For those moving through the final stage of anticipated death, an opportunity might exist to say goodbye, to have a last conversation with him or her. In a sense it brings closure, but it also brings challenges. What to talk about?
What topics come to mind? Which memories? Do you talk about their dying, events leading up to this point and what might be after? Address their fears if any? Should you plan, have thoughts in mind or leave it open, spontaneous? How to end it? You can’t blithely utter any of our usual throwaway lines such as “Catch you next week” knowing there will be no next week for him/her and you.
I have had several such talks, and I’ve learned two things: There are no correct answers, and it doesn’t get easier.
I learned the hard way. One of my life regrets is having denied a friend that knew his end was approaching the opportunity to talk about it. When he quipped as we drove past a funeral home about how convenient it was for him to live near one, I was taken aback and dismissed it by saying something to the effect that he had plenty of time ahead.
A week later, another opportunity presented itself as we shared a light lunch. But again, I felt uncomfortable engaging the topic, which I believe he wanted to talk about.
At the end, our final words were about the intense pain that seared every nerve before the morphine being administered by the hospice nurse took effect. Then, it was too late.
After reflecting on my role during his battle with cancer and his passing, I resolved thence forward to be open to every occasion for a last conversation.
I write this a few days after a final talk with a very dear friend. She fought valiantly the fight against breast cancer, but she would not be a survivor.
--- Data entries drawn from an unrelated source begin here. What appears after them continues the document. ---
//! RMS level bar.

use std::collections::VecDeque;

use glint_core::{
    Effect, EffectError, OutputSize, ParamDescriptor, ParameterInfo, PixelBuffer, SignalSlot,
    input_audio, pixel_output,
};

/// Level in dB at which the default gradient starts turning red.
const GREEN_UNTIL_DB: f32 = -24.0;

/// Lights a bar proportional to the audio level on input 0.
///
/// The bar spans `db_range` decibels below full scale. The level is the RMS of
/// the last `n_overlaps + 1` chunk levels, which smooths the motion. Pixels
/// are green up to -24 dB and fade to red above.
#[derive(Debug, Clone)]
pub struct VuMeter {
    db_range: f32,
    n_overlaps: usize,
    hold: VecDeque<f32>,
    gradient: Option<PixelBuffer>,
}

impl Default for VuMeter {
    fn default() -> Self {
        Self::new()
    }
}

impl VuMeter {
    /// Create a meter with a 60 dB range.
    pub fn new() -> Self {
        Self {
            db_range: 60.0,
            n_overlaps: 1,
            hold: VecDeque::new(),
            gradient: None,
        }
    }

    /// Number of lit pixels for a level of `db` on a strip of `pixels`.
    pub fn bar_length(&self, db: f32, pixels: usize) -> usize {
        let scale = ((self.db_range + db) / self.db_range).clamp(0.0, 1.0);
        ((pixels as f32 * scale) as usize).min(pixels)
    }

    fn gradient(&mut self, size: OutputSize) -> &PixelBuffer {
        let stale = self.gradient.as_ref().is_none_or(|g| g.size() != size);
        if stale {
            let mut g = PixelBuffer::new(size);
            let green_len = self.bar_length(GREEN_UNTIL_DB, size.pixels);
            let ramp = (size.pixels - green_len).max(1) as f32;
            for i in 0..size.pixels {
                let t = if i < green_len { 0.0 } else { (i - green_len) as f32 / ramp };
                g.set_pixel(i, [255.0 * t, 255.0 * (1.0 - t), 0.0]);
            }
            self.gradient = Some(g);
        }
        self.gradient.get_or_insert_with(|| PixelBuffer::new(size))
    }
}

impl Effect for VuMeter {
    fn kind(&self) -> &'static str {
        "vu_meter"
    }

    fn num_input_channels(&self) -> usize {
        1
    }

    fn num_output_channels(&self) -> usize {
        1
    }

    fn process(
        &mut self,
        inputs: &[SignalSlot],
        outputs: &mut [SignalSlot],
        size: OutputSize,
    ) -> Result<(), EffectError> {
        let Some(audio) = input_audio(inputs, 0)? else {
            outputs[0] = None;
            return Ok(());
        };

        self.hold.push_front(audio.rms());
        self.hold.truncate(self.n_overlaps + 1);
        let mean_sq = self.hold.iter().map(|v| v * v).sum::<f32>() / self.hold.len() as f32;
        let db = 20.0 * mean_sq.sqrt().max(1e-16).log10();
        let lit = self.bar_length(db, size.pixels);

        let gradient = self.gradient(size);
        let mut bar = PixelBuffer::new(size);
        for i in 0..lit {
            if let Some(rgb) = gradient.pixel(i) {
                bar.set_pixel(i, rgb);
            }
        }
        outputs[0] = pixel_output(bar);
        Ok(())
    }
}

impl ParameterInfo for VuMeter {
    fn param_count(&self) -> usize {
        2
    }

    fn param_info(&self, index: usize) -> Option<ParamDescriptor> {
        match index {
            0 => Some(
                ParamDescriptor::continuous("db_range", 60.0, 20.0, 100.0, 1.0)
                    .with_help("Range of the meter in decibels."),
            ),
            1 => Some(
                ParamDescriptor::continuous("n_overlaps", 1.0, 0.0, 20.0, 1.0)
                    .with_help("Number of past chunks averaged into the level."),
            ),
            _ => None,
        }
    }

    fn get_param(&self, index: usize) -> f32 {
        match index {
            0 => self.db_range,
            1 => self.n_overlaps as f32,
            _ => 0.0,
        }
    }

    fn set_param(&mut self, index: usize, value: f32) {
        match index {
            0 => {
                self.db_range = value.clamp(20.0, 100.0);
                self.gradient = None;
            }
            1 => self.n_overlaps = value.clamp(0.0, 20.0).round() as usize,
            _ => {}
        }
    }
}
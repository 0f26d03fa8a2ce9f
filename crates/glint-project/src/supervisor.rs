//! Liveness-checked child startup with retry.

use std::sync::atomic::{AtomicU64, Ordering};
use std::thread;
use std::time::{Duration, Instant};

use glint_config::RuntimeConfig;

use crate::error::{ProjectError, Result};
use crate::launcher::ChildHandle;
use crate::message::Reply;

static NEXT_TOKEN: AtomicU64 = AtomicU64::new(1);

/// How hard to try before declaring a child dead.
#[derive(Debug, Clone, Copy, PartialEq, Eq)]
pub struct StartPolicy {
    /// Time a fresh child has to answer its probe.
    pub timeout: Duration,
    /// Spawns before giving up.
    pub max_attempts: u32,
    /// Pause after the first failed attempt; doubles after each further one.
    pub backoff_initial: Duration,
}

impl StartPolicy {
    /// Policy from the runtime settings.
    pub fn from_config(config: &RuntimeConfig) -> Self {
        Self {
            timeout: config.startup_timeout(),
            max_attempts: config.max_start_attempts.max(1),
            backoff_initial: config.backoff_initial(),
        }
    }
}

/// Spawn a child and wait for it to answer a probe.
///
/// A child that does not answer within `policy.timeout` is killed and
/// spawned again after an exponentially growing pause. After
/// `policy.max_attempts` failures this returns [`ProjectError::Startup`].
pub fn start_child<M>(
    name: &str,
    policy: &StartPolicy,
    mut spawn: impl FnMut() -> Result<ChildHandle<M>>,
    probe: impl Fn(u64) -> M,
) -> Result<ChildHandle<M>> {
    let attempts = policy.max_attempts.max(1);
    let mut backoff = policy.backoff_initial;
    for attempt in 1..=attempts {
        match spawn() {
            Ok(child) => match await_probe(child, policy.timeout, &probe) {
                Ok(child) => {
                    tracing::info!(child = name, attempt, "child is alive");
                    return Ok(child);
                }
                Err(child) => {
                    tracing::warn!(child = name, attempt, timeout = ?policy.timeout, "no probe answer, killing");
                    child.kill();
                }
            },
            Err(e) => tracing::warn!(child = name, attempt, "spawn failed: {e}"),
        }
        if attempt < attempts {
            thread::sleep(backoff);
            backoff = backoff.saturating_mul(2);
        }
    }
    Err(ProjectError::Startup {
        child: name.to_string(),
        attempts,
    })
}

fn await_probe<M>(
    child: ChildHandle<M>,
    timeout: Duration,
    probe: impl Fn(u64) -> M,
) -> std::result::Result<ChildHandle<M>, ChildHandle<M>> {
    let token = NEXT_TOKEN.fetch_add(1, Ordering::Relaxed);
    if child.send(probe(token)).is_err() {
        return Err(child);
    }
    let deadline = Instant::now() + timeout;
    loop {
        let remaining = deadline.saturating_duration_since(Instant::now());
        match child.recv_timeout(remaining) {
            Ok(Reply::ProbeAck { token: answered }) if answered == token => return Ok(child),
            Ok(other) => tracing::trace!(child = child.name(), ?other, "reply before probe answer"),
            Err(_) => return Err(child),
        }
    }
}
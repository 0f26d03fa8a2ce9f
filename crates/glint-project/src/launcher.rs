//! Starting children and holding on to them.
//!
//! A [`Launcher`] turns a worker or writer spec into a running child and a
//! [`ChildHandle`] for talking to it. [`ProcessLauncher`] re-executes the
//! `glint` binary so each device runs in its own OS process;
//! [`ThreadLauncher`] runs the same loops on threads, for tests and for
//! single-process setups.

use std::collections::HashMap;
use std::path::PathBuf;
use std::process::{Child, Command, Stdio};
use std::sync::Arc;
use std::thread::{self, JoinHandle};
use std::time::{Duration, Instant};

use crossbeam_channel::{Receiver, RecvTimeoutError, Sender, unbounded};
use glint_io::VirtualHandle;
use glint_registry::EffectRegistry;
use parking_lot::Mutex;
use serde::Serialize;

use crate::error::{ProjectError, Result};
use crate::message::{Reply, WorkerMessage, WriterMessage};
use crate::transport::{spawn_feeder, spawn_reader};
use crate::worker::{self, WorkerSpec};
use crate::writer::{self, WriterSpec};

/// Poll interval while waiting for a child to exit.
const EXIT_POLL: Duration = Duration::from_millis(2);

/// Starts worker and writer children.
pub trait Launcher: Send + Sync {
    /// Start a render worker.
    fn spawn_worker(&self, spec: &WorkerSpec) -> Result<ChildHandle<WorkerMessage>>;

    /// Start a device writer.
    fn spawn_writer(&self, spec: &WriterSpec) -> Result<ChildHandle<WriterMessage>>;
}

enum Running {
    Thread(Option<JoinHandle<()>>),
    Process { child: Child, io: Vec<JoinHandle<()>> },
}

/// Orchestrator side of a running child: its message channels plus the
/// thread or process behind them.
///
/// Process children still running when the handle is dropped are killed.
pub struct ChildHandle<M> {
    name: String,
    tx: Option<Sender<M>>,
    rx: Receiver<Reply>,
    running: Running,
}

impl<M> ChildHandle<M> {
    /// Handle for a child running on `thread`.
    pub fn from_thread(name: impl Into<String>, tx: Sender<M>, rx: Receiver<Reply>, thread: JoinHandle<()>) -> Self {
        Self {
            name: name.into(),
            tx: Some(tx),
            rx,
            running: Running::Thread(Some(thread)),
        }
    }

    /// Handle for a child process whose stdio is bridged by the `io` threads.
    pub fn from_process(
        name: impl Into<String>,
        tx: Sender<M>,
        rx: Receiver<Reply>,
        child: Child,
        io: Vec<JoinHandle<()>>,
    ) -> Self {
        Self {
            name: name.into(),
            tx: Some(tx),
            rx,
            running: Running::Process { child, io },
        }
    }

    /// Child name, `worker:<device>` or `writer:<device>`.
    pub fn name(&self) -> &str {
        &self.name
    }

    /// Queue a message for the child.
    pub fn send(&self, message: M) -> Result<()> {
        let tx = self
            .tx
            .as_ref()
            .ok_or_else(|| ProjectError::transport(&self.name, "input already closed"))?;
        tx.send(message)
            .map_err(|_| ProjectError::transport(&self.name, "child hung up"))
    }

    /// Wait up to `timeout` for the next reply.
    pub fn recv_timeout(&self, timeout: Duration) -> std::result::Result<Reply, RecvTimeoutError> {
        self.rx.recv_timeout(timeout)
    }

    /// Replies already received, without blocking.
    pub fn drain(&self) -> impl Iterator<Item = Reply> + '_ {
        self.rx.try_iter()
    }

    /// True once the child thread or process has ended.
    pub fn has_exited(&mut self) -> bool {
        match &mut self.running {
            Running::Thread(handle) => handle.as_ref().is_none_or(JoinHandle::is_finished),
            Running::Process { child, .. } => !matches!(child.try_wait(), Ok(None)),
        }
    }

    /// Close the child's input. A child treats this like `Stop`.
    pub fn close_input(&mut self) {
        self.tx = None;
    }

    /// Close the input and wait up to `timeout` for the child to exit.
    ///
    /// Gives the handle back if the child is still running.
    pub fn join(mut self, timeout: Duration) -> std::result::Result<(), Self> {
        self.close_input();
        let deadline = Instant::now() + timeout;
        while !self.has_exited() {
            if Instant::now() >= deadline {
                return Err(self);
            }
            thread::sleep(EXIT_POLL);
        }
        self.reap();
        Ok(())
    }

    /// Terminate the child.
    ///
    /// Threads cannot be terminated; a thread child is detached and ends
    /// on its own once it notices its input is closed.
    pub fn kill(mut self) {
        self.close_input();
        match &mut self.running {
            Running::Thread(handle) => {
                if handle.take().is_some() {
                    tracing::warn!(child = %self.name, "detaching thread child that did not exit");
                }
            }
            Running::Process { child, .. } => {
                if let Err(e) = child.kill() {
                    tracing::debug!(child = %self.name, "kill failed: {e}");
                }
                tracing::warn!(child = %self.name, "killed child process");
            }
        }
        self.reap();
    }

    fn reap(&mut self) {
        match &mut self.running {
            Running::Thread(handle) => {
                if let Some(handle) = handle.take() {
                    if handle.join().is_err() {
                        tracing::error!(child = %self.name, "child thread panicked");
                    }
                }
            }
            Running::Process { child, io } => {
                match child.wait() {
                    Ok(status) if !status.success() => {
                        tracing::debug!(child = %self.name, %status, "child exited");
                    }
                    Ok(_) => {}
                    Err(e) => tracing::warn!(child = %self.name, "wait failed: {e}"),
                }
                for handle in io.drain(..) {
                    let _ = handle.join();
                }
            }
        }
    }
}

impl<M> Drop for ChildHandle<M> {
    fn drop(&mut self) {
        if let Running::Process { child, .. } = &mut self.running {
            if matches!(child.try_wait(), Ok(None)) {
                let _ = child.kill();
                let _ = child.wait();
            }
        }
    }
}

impl<M> std::fmt::Debug for ChildHandle<M> {
    fn fmt(&self, f: &mut std::fmt::Formatter<'_>) -> std::fmt::Result {
        let kind = match self.running {
            Running::Thread(_) => "thread",
            Running::Process { .. } => "process",
        };
        f.debug_struct("ChildHandle")
            .field("name", &self.name)
            .field("kind", &kind)
            .field("input_open", &self.tx.is_some())
            .finish()
    }
}

// ── Threads ────────────────────────────────────────────────────────────────

/// Runs workers and writers on threads of the current process.
pub struct ThreadLauncher {
    registry: Arc<EffectRegistry>,
    previews: Mutex<HashMap<String, VirtualHandle>>,
}

impl ThreadLauncher {
    /// Launcher whose workers build effects from `registry`.
    pub fn new(registry: Arc<EffectRegistry>) -> Self {
        Self {
            registry,
            previews: Mutex::new(HashMap::new()),
        }
    }

    /// Read side of the virtual device most recently opened for `device`.
    pub fn preview(&self, device: &str) -> Option<VirtualHandle> {
        self.previews.lock().get(device).cloned()
    }
}

impl Default for ThreadLauncher {
    fn default() -> Self {
        Self::new(Arc::new(EffectRegistry::new()))
    }
}

impl Launcher for ThreadLauncher {
    fn spawn_worker(&self, spec: &WorkerSpec) -> Result<ChildHandle<WorkerMessage>> {
        let name = spec.child_name();
        let (tx, inbox) = unbounded();
        let (outbox, rx) = unbounded();
        let spec = spec.clone();
        let registry = Arc::clone(&self.registry);
        let thread = thread::Builder::new()
            .name(name.clone())
            .spawn(move || {
                if let Err(e) = worker::run(&spec, &registry, inbox, outbox) {
                    tracing::error!(device = %spec.device, "worker failed: {e}");
                }
            })
            .map_err(|e| ProjectError::spawn(&name, e))?;
        Ok(ChildHandle::from_thread(name, tx, rx, thread))
    }

    fn spawn_writer(&self, spec: &WriterSpec) -> Result<ChildHandle<WriterMessage>> {
        let name = spec.child_name();
        let (device, preview) = writer::open_device(&spec.device);
        if let Some(preview) = preview {
            self.previews.lock().insert(spec.device.id.clone(), preview);
        }
        let (tx, inbox) = unbounded();
        let (outbox, rx) = unbounded();
        let spec = spec.clone();
        let thread = thread::Builder::new()
            .name(name.clone())
            .spawn(move || {
                if let Err(e) = writer::run(&spec, device, inbox, outbox) {
                    tracing::error!(device = %spec.device.id, "writer failed: {e}");
                }
            })
            .map_err(|e| ProjectError::spawn(&name, e))?;
        Ok(ChildHandle::from_thread(name, tx, rx, thread))
    }
}

// ── Processes ──────────────────────────────────────────────────────────────

/// Runs each worker and writer as `<program> worker --spec <json>` or
/// `<program> device-writer --spec <json>`, talking JSON lines over stdio.
#[derive(Debug, Clone)]
pub struct ProcessLauncher {
    program: PathBuf,
}

impl ProcessLauncher {
    /// Launcher that executes `program`.
    pub fn new(program: impl Into<PathBuf>) -> Self {
        Self {
            program: program.into(),
        }
    }

    /// Launcher that re-executes the running binary.
    pub fn current_exe() -> Result<Self> {
        let program = std::env::current_exe().map_err(|e| ProjectError::spawn("current executable", e))?;
        Ok(Self::new(program))
    }

    fn spawn<M, S>(&self, name: String, subcommand: &str, spec: &S) -> Result<ChildHandle<M>>
    where
        M: Serialize + Send + 'static,
        S: Serialize,
    {
        let spec = serde_json::to_string(spec).map_err(|e| ProjectError::transport(&name, e.to_string()))?;
        let mut child = Command::new(&self.program)
            .arg(subcommand)
            .arg("--spec")
            .arg(spec)
            .stdin(Stdio::piped())
            .stdout(Stdio::piped())
            .stderr(Stdio::inherit())
            .spawn()
            .map_err(|e| ProjectError::spawn(&name, e))?;
        tracing::debug!(child = %name, pid = child.id(), "spawned child process");

        let (Some(stdin), Some(stdout)) = (child.stdin.take(), child.stdout.take()) else {
            let _ = child.kill();
            return Err(ProjectError::transport(&name, "child stdio not piped"));
        };
        let (tx, feed) = unbounded::<M>();
        let (sink, rx) = unbounded::<Reply>();
        let io = vec![
            spawn_feeder(&name, feed, stdin).map_err(|e| ProjectError::spawn(&name, e))?,
            spawn_reader(&name, stdout, sink).map_err(|e| ProjectError::spawn(&name, e))?,
        ];
        Ok(ChildHandle::from_process(name, tx, rx, child, io))
    }
}

impl Launcher for ProcessLauncher {
    fn spawn_worker(&self, spec: &WorkerSpec) -> Result<ChildHandle<WorkerMessage>> {
        self.spawn(spec.child_name(), "worker", spec)
    }

    fn spawn_writer(&self, spec: &WriterSpec) -> Result<ChildHandle<WriterMessage>> {
        self.spawn(spec.child_name(), "device-writer", spec)
    }
}
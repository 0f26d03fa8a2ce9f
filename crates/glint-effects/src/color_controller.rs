//! Color target source for color-channel modulations.

use glint_core::{ColorTarget, ModulationSource, ParamDescriptor, ParameterInfo};

/// Pulls color parameters towards `(r, g, b)` with strength `activation`.
///
/// Its scalar value is the activation, so it can also drive ordinary
/// parameter modulations.
#[derive(Debug, Clone)]
pub struct ColorController {
    rgb: [f32; 3],
    activation: f32,
}

impl Default for ColorController {
    fn default() -> Self {
        Self::new([255.0, 255.0, 255.0], 1.0)
    }
}

impl ColorController {
    /// Create a controller for `rgb` (each 0-255) at `activation` (0-1).
    pub fn new(rgb: [f32; 3], activation: f32) -> Self {
        Self {
            rgb: rgb.map(|c| c.clamp(0.0, 255.0)),
            activation: activation.clamp(0.0, 1.0),
        }
    }
}

impl ModulationSource for ColorController {
    fn kind(&self) -> &'static str {
        "color_controller"
    }

    fn update(&mut self, _dt: f32) {}

    fn value(&self) -> f32 {
        self.activation
    }

    fn color_target(&self) -> Option<ColorTarget> {
        Some(ColorTarget {
            rgb: self.rgb,
            activation: self.activation,
        })
    }
}

impl ParameterInfo for ColorController {
    fn param_count(&self) -> usize {
        4
    }

    fn param_info(&self, index: usize) -> Option<ParamDescriptor> {
        match index {
            0 => Some(ParamDescriptor::color_channel("r", 255.0)),
            1 => Some(ParamDescriptor::color_channel("g", 255.0)),
            2 => Some(ParamDescriptor::color_channel("b", 255.0)),
            3 => Some(
                ParamDescriptor::continuous("activation", 1.0, 0.0, 1.0, 0.01)
                    .with_help("How strongly targets are pulled towards the color."),
            ),
            _ => None,
        }
    }

    fn get_param(&self, index: usize) -> f32 {
        match index {
            0..=2 => self.rgb[index],
            3 => self.activation,
            _ => 0.0,
        }
    }

    fn set_param(&mut self, index: usize, value: f32) {
        match index {
            0..=2 => self.rgb[index] = value.clamp(0.0, 255.0),
            3 => self.activation = value.clamp(0.0, 1.0),
            _ => {}
        }
    }
}
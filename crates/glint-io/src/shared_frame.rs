//! Fixed-size frame block shared between a worker and its device writer.
//!
//! One file per device, preferably on a tmpfs such as `/dev/shm`. Only a
//! small `Show { seq }` token travels through the message queue; the pixels
//! go through this block.
//!
//! ## Layout
//!
//! ```text
//! offset  size  field
//! 0       4     magic "GLNT"
//! 4       4     pixels (u32 LE)
//! 8       4     rows   (u32 LE)
//! 12      4     reserved
//! 16      8     begin  (u64 LE)  sequence of the write in progress
//! 24      8     end    (u64 LE)  sequence of the last completed write
//! 32      12*N  red, green, blue rows of f32 LE
//! ```
//!
//! A writer stores `begin`, then the payload, then `end`. A reader loads
//! `end`, the payload and then `begin`; the copy is consistent when the two
//! match.

use std::fs::{File, OpenOptions};
use std::io::{Read, Seek, SeekFrom, Write};
use std::path::{Path, PathBuf};

use glint_core::{OutputSize, PixelBuffer};

use crate::{DeviceError, Result};

const MAGIC: &[u8; 4] = b"GLNT";

/// Bytes before the pixel payload.
pub const HEADER_LEN: u64 = 32;

const BEGIN_OFFSET: u64 = 16;
const END_OFFSET: u64 = 24;

/// Read attempts before giving up with [`DeviceError::TornFrame`].
const READ_ATTEMPTS: usize = 8;

/// Handle on a shared frame block.
///
/// The creating handle owns the file and removes it on drop; handles from
/// [`SharedFrame::open`] leave it in place.
#[derive(Debug)]
pub struct SharedFrame {
    file: File,
    path: PathBuf,
    size: OutputSize,
    owner: bool,
}

impl SharedFrame {
    /// Create (or truncate) a block for `size` at `path`.
    pub fn create(path: impl Into<PathBuf>, size: OutputSize) -> Result<Self> {
        let path = path.into();
        let mut file = OpenOptions::new()
            .read(true)
            .write(true)
            .create(true)
            .truncate(true)
            .open(&path)?;

        let mut header = [0u8; HEADER_LEN as usize];
        header[0..4].copy_from_slice(MAGIC);
        header[4..8].copy_from_slice(&to_u32(size.pixels)?.to_le_bytes());
        header[8..12].copy_from_slice(&to_u32(size.rows)?.to_le_bytes());
        file.write_all(&header)?;
        file.set_len(HEADER_LEN + payload_len(size.pixels))?;

        tracing::debug!(path = %path.display(), pixels = size.pixels, rows = size.rows, "created shared frame");
        Ok(Self {
            file,
            path,
            size,
            owner: true,
        })
    }

    /// Open an existing block, taking the size from its header.
    pub fn open(path: impl Into<PathBuf>) -> Result<Self> {
        let path = path.into();
        let mut file = OpenOptions::new().read(true).write(true).open(&path)?;
        let mut header = [0u8; HEADER_LEN as usize];
        file.read_exact(&mut header)?;
        if &header[0..4] != MAGIC {
            return Err(DeviceError::BadHeader(format!("{} has no frame magic", path.display())));
        }
        let pixels = u32::from_le_bytes([header[4], header[5], header[6], header[7]]) as usize;
        let rows = u32::from_le_bytes([header[8], header[9], header[10], header[11]]) as usize;
        let expected = HEADER_LEN + payload_len(pixels);
        let actual = file.metadata()?.len();
        if actual < expected {
            return Err(DeviceError::BadHeader(format!(
                "{} is {actual} bytes, header needs {expected}",
                path.display()
            )));
        }
        Ok(Self {
            file,
            path,
            size: OutputSize::new(pixels, rows),
            owner: false,
        })
    }

    /// File backing the block.
    pub fn path(&self) -> &Path {
        &self.path
    }

    /// Frame size the block holds.
    pub fn size(&self) -> OutputSize {
        self.size
    }

    /// Store `frame` under sequence number `seq`.
    pub fn write(&mut self, seq: u64, frame: &PixelBuffer) -> Result<()> {
        if frame.len() != self.size.pixels {
            return Err(DeviceError::FrameSize {
                expected: self.size.pixels,
                got: frame.len(),
            });
        }
        let mut payload = Vec::with_capacity(payload_len(self.size.pixels) as usize);
        for channel in frame.channels() {
            for value in channel {
                payload.extend_from_slice(&value.to_le_bytes());
            }
        }

        self.write_at(BEGIN_OFFSET, &seq.to_le_bytes())?;
        self.write_at(HEADER_LEN, &payload)?;
        self.write_at(END_OFFSET, &seq.to_le_bytes())?;
        Ok(())
    }

    /// Sequence number of the last completed write; 0 when never written.
    pub fn last_seq(&self) -> Result<u64> {
        self.read_u64(END_OFFSET)
    }

    /// Latest complete frame and its sequence number, or `None` if nothing
    /// has been written yet.
    pub fn read(&self) -> Result<Option<(u64, PixelBuffer)>> {
        let mut payload = vec![0u8; payload_len(self.size.pixels) as usize];
        for _ in 0..READ_ATTEMPTS {
            let end = self.read_u64(END_OFFSET)?;
            if end == 0 && self.read_u64(BEGIN_OFFSET)? == 0 {
                return Ok(None);
            }
            self.read_at(HEADER_LEN, &mut payload)?;
            let begin = self.read_u64(BEGIN_OFFSET)?;
            if begin == end {
                return Ok(Some((end, self.decode(&payload))));
            }
            std::thread::yield_now();
        }
        Err(DeviceError::TornFrame)
    }

    fn decode(&self, payload: &[u8]) -> PixelBuffer {
        let n = self.size.pixels;
        let mut values = payload
            .chunks_exact(4)
            .map(|b| f32::from_le_bytes([b[0], b[1], b[2], b[3]]));
        let channels: [Vec<f32>; 3] =
            std::array::from_fn(|_| values.by_ref().take(n).collect());
        PixelBuffer::from_channels(channels, self.size.rows)
            .unwrap_or_else(|| PixelBuffer::new(self.size))
    }

    fn write_at(&self, offset: u64, bytes: &[u8]) -> Result<()> {
        let mut file = &self.file;
        file.seek(SeekFrom::Start(offset))?;
        file.write_all(bytes)?;
        Ok(())
    }

    fn read_at(&self, offset: u64, buf: &mut [u8]) -> Result<()> {
        let mut file = &self.file;
        file.seek(SeekFrom::Start(offset))?;
        file.read_exact(buf)?;
        Ok(())
    }

    fn read_u64(&self, offset: u64) -> Result<u64> {
        let mut buf = [0u8; 8];
        self.read_at(offset, &mut buf)?;
        Ok(u64::from_le_bytes(buf))
    }
}

impl Drop for SharedFrame {
    fn drop(&mut self) {
        if self.owner {
            if let Err(e) = std::fs::remove_file(&self.path) {
                tracing::warn!(path = %self.path.display(), "failed to remove shared frame: {e}");
            }
        }
    }
}

fn payload_len(pixels: usize) -> u64 {
    3 * 4 * pixels as u64
}

fn to_u32(n: usize) -> Result<u32> {
    u32::try_from(n).map_err(|_| DeviceError::BadHeader(format!("size {n} does not fit the header")))
}
#[test]
fn timings_are_recorded_when_enabled() {
    let (mut graph, ..) = chain(1.0, 4);
    graph.tick(&FrameContext::with_dt(DT)).unwrap();
    assert!(graph.timings().iter().all(|t| t.process.count() == 0));

    graph.set_record_timings(true);
    for _ in 0..3 {
        graph.tick(&FrameContext::with_dt(DT)).unwrap();
    }
    let timings = graph.timings();
    assert_eq!(timings.len(), 3);
    assert!(timings.iter().all(|t| t.process.count() == 3 && t.update.count() == 3));
}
As she lay on her bed at home under hospice palliative care, we talked one last time. We were friends from young adulthood. We grew, matured, and aged together. We supported each other through challenging times, offering insight and giving encouragement.
Her voice was barely audible at first but seemed to strengthen as talked. It didn’t last more than a few minutes, but in that short time, so much was said, verbally and nonverbally. Tears flowed and thanks exchanged for being such good friends to each other.
We will never talk again about the various teas or recipes we shared, our gardening endeavors, or her experiences teaching preschoolers about bugs and other little critters. So much to cover in so little time. But so much, if not all, was said not by being said, but by being present and having that last conversation.